Ко всем сложностям нужно прибавить и тот факт, что мир не стоит на месте. Для того, кто только вышел свободу, — и Instagram, и МФЦ, и PayPass могут быть пустым звуком. Конечно, влиться в новую жизнь помогают близкие люди. Но в силу разных причин, они остаются далеко не у всех.
«С поддержкой родственников было бы легче, но у меня, как только я вышла, не оказалось сразу ни жилья, ни денег, ни друзей, так что было сложновато, — вспоминает Галина. — В первый раз я, честно говоря, обратилась в наркотики. Подвернулись такие знакомые, меня засосала эта яма, поэтому была тюрьма еще раз».
Выйдя на свободу второй раз, женщина пошла за поддержкой в центр «Аврора», где сразу записалась к психологу и на курсы парикмахерского искусства. Временное жилье Галина нашла в Центр социальной адаптации Е.П. Глинки. Там же получила работу и встретила будущего мужа. С такой поддержкой преодолеть трудности оказалось легче.
Но, к сожалению, таких специализированных центров адаптации заключенных в стране мало, а меры, которые принимает ФСИН, носят скорее показательный характер. Одна из причин — дефицит сотрудников, считает Николай. «Для того чтобы в обязательном порядке работать со всеми, у ФСИН просто не хватает ресурсов. В правоохранительных органах эта структура считается низовым звеном. Не взяли тебя никуда в другое место — идешь во ФСИН».
Кирильчук же полагает, что проблема кроется глубже: «В самой системе ФСИН не заложено, что они должны хоть как-то адаптировать к жизни на свободе. Вот чем психолог в исправительном учреждении отличается от психолога у нас в центре? Первый должен сделать так, чтобы не было конфликтов, чтобы соблюдался режим и порядок. У него нет цели адаптировать заключенного. Он может, конечно, перестраиваться, заниматься большим количеством проблем, но двойная нагрузка».

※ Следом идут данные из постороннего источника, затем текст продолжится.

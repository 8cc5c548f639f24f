use crate::collection::Document;
use crate::common::{SortOrder, SortableFields, Value};
use crate::errors::{DocSiftError, DocSiftResult, ErrorKind};

const SKIP: &str = "skip";
const LIMIT: &str = "limit";
const SORT: &str = "sort";

/// Options for shaping the results of a find operation.
///
/// `FindOptions` specifies sorting and pagination. Matches are filtered
/// first, then sorted, then `skip` matches are dropped and at most `limit`
/// are returned. It supports method chaining for convenient configuration.
///
/// # Examples
///
/// ```rust,ignore
/// use docsift::collection::FindOptions;
/// use docsift::common::SortOrder;
///
/// // Create options with sorting, skip, and limit
/// let options = FindOptions::new()
///     .sort_by("age".into(), SortOrder::Descending)
///     .skip(10)
///     .limit(20);
///
/// // Use convenience functions
/// let options = order_by("name", SortOrder::Ascending);
/// let options = skip_by(5);
/// let options = limit_to(100);
///
/// // Parse from an options document
/// let options = FindOptions::from_document(&doc! { skip: 3, limit: 4, sort: { age: 1 } })?;
/// ```
#[derive(Debug, Clone, Default, PartialEq)]
pub struct FindOptions {
    pub(crate) sort_by: Option<SortableFields>,
    pub(crate) skip: Option<u64>,
    pub(crate) limit: Option<u64>,
}

/// Creates `FindOptions` with sorting by a field.
pub fn order_by(field_name: &str, sort_order: SortOrder) -> FindOptions {
    FindOptions::new().sort_by(field_name.to_string(), sort_order)
}

/// Creates `FindOptions` that skips a number of results.
///
/// Useful for pagination: skip the first N matches and return the rest.
pub fn skip_by(skip: u64) -> FindOptions {
    FindOptions::new().skip(skip)
}

/// Creates `FindOptions` that limits the number of results.
///
/// Combined with skip for pagination: skip(10).limit(20) returns matches 11-30.
pub fn limit_to(limit: u64) -> FindOptions {
    FindOptions::new().limit(limit)
}

impl FindOptions {
    /// Creates a new `FindOptions` with no sorting, no skip and no limit.
    pub fn new() -> FindOptions {
        FindOptions {
            sort_by: None,
            skip: None,
            limit: None,
        }
    }

    /// Sets the number of matches to skip.
    pub fn skip(mut self, skip: u64) -> FindOptions {
        self.skip = Some(skip);
        self
    }

    /// Sets the maximum number of documents to return.
    pub fn limit(mut self, limit: u64) -> FindOptions {
        self.limit = Some(limit);
        self
    }

    /// Appends a sort key.
    ///
    /// Keys added later take priority: the last key decides the order and
    /// earlier keys only break its ties.
    pub fn sort_by(mut self, field_name: String, sort_order: SortOrder) -> FindOptions {
        let fields = self.sort_by.unwrap_or_default();
        self.sort_by = Some(fields.add_sorted_field(field_name, sort_order));
        self
    }

    pub fn sort_fields(&self) -> Option<&SortableFields> {
        self.sort_by.as_ref().filter(|fields| !fields.is_empty())
    }

    pub fn skip_count(&self) -> u64 {
        self.skip.unwrap_or(0)
    }

    pub fn limit_count(&self) -> Option<u64> {
        self.limit
    }

    /// Parses options from a document with the keys `skip`, `limit` and
    /// `sort`.
    ///
    /// * `skip` must be a non-negative integer.
    /// * `limit` must be a non-negative integer; `0` means no limit.
    /// * `sort` must be a document mapping field names to a direction, where
    ///   `1` is ascending and anything else is descending.
    ///
    /// A `null` value is the same as an absent key. Unknown keys are ignored.
    pub fn from_document(options: &Document) -> DocSiftResult<FindOptions> {
        let mut find_options = FindOptions::new();
        for (key, value) in options.iter() {
            match key.as_str() {
                SKIP => find_options.skip = parse_count(SKIP, value)?,
                LIMIT => find_options.limit = parse_count(LIMIT, value)?.filter(|limit| *limit > 0),
                SORT => find_options.sort_by = parse_sort(value)?,
                other => log::warn!("Ignoring unknown find option {}", other),
            }
        }
        Ok(find_options)
    }

    /// Parses options given as a JSON object. See [FindOptions::from_document].
    pub fn from_json(options: &serde_json::Value) -> DocSiftResult<FindOptions> {
        if options.is_null() {
            return Ok(FindOptions::new());
        }

        let options = Document::try_from(options.clone()).map_err(|e| {
            log::error!("Find options must be a JSON object");
            DocSiftError::new_with_cause(
                "Find options must be a JSON object",
                ErrorKind::InvalidOptions,
                e,
            )
        })?;
        FindOptions::from_document(&options)
    }
}

fn parse_count(name: &str, value: &Value) -> DocSiftResult<Option<u64>> {
    if value.is_null() {
        return Ok(None);
    }

    match value.as_i64() {
        Some(count) if count >= 0 => Ok(Some(count as u64)),
        _ => {
            log::error!("Option {} must be a non-negative integer, found {}", name, value);
            Err(DocSiftError::new(
                &format!("Option {} must be a non-negative integer", name),
                ErrorKind::InvalidOptions,
            ))
        }
    }
}

fn parse_sort(value: &Value) -> DocSiftResult<Option<SortableFields>> {
    match value {
        Value::Null => Ok(None),
        Value::Document(directions) => {
            let mut fields = SortableFields::new();
            for (field, direction) in directions.iter() {
                fields = fields.add_sorted_field(field.clone(), SortOrder::from_direction(direction));
            }
            Ok(Some(fields).filter(|fields| !fields.is_empty()))
        }
        other => {
            log::error!("Option sort must be a document, found {}", other.type_name());
            Err(DocSiftError::new(
                "Option sort must be a document",
                ErrorKind::InvalidOptions,
            ))
        }
    }
}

Такая же ситуация и с уголовно-исполнительной инспекцией. «Инспектор два раза в месяц отмечает человека — что он пришел и никуда не уехал, узнает, чем занимается, устроился на работу или нет. Отметил — до свидания», — объясняет руководитель центра адаптации.
Эффективной работа учреждений станет, по мнению экспертов, лишь после ряда серьезных изменений, как в самих колониях, так и за их пределами. «На мой взгляд необходимо издать ряд актов об обязательности получения профессионального образования осужденным и о предоставлении льгот организациям, которые принимают таких лиц на работу. Само трудоустройство тоже должно быть обязательным и официальным», — полагает адвокат Дмитрий Зацаринский.
Но просто сказать, что каждый заключенный должен трудоустроиться, вряд ли будет достаточно, считает Антон. «После выхода человек подавлен. Ты вроде и рад, но совершенно не понимаешь, что происходит и чем заниматься. Лучше, чтобы инспекции контролировали процесс регистрации на бирже труда, самого трудоустройства. Людей нужно постоянно подстегивать, заставлять себя совершенствовать. Если никаких движения с их стороны нет, то нужно устраивать на любую работу. Психологи и работа — обязательные условия социализации. Если человек не хочет выходить из тюрьмы, то он этого и не делает — идет по лестнице криминального мира. Если стремится выйти, значит, нужно найти точку преломления. Они постоянно говорят, что выйдут и найдут работу. Но в нынешних условиях с этим тяжело. Человеком никто не интересуется, и он просто скатывается к прежнему знакомому существованию».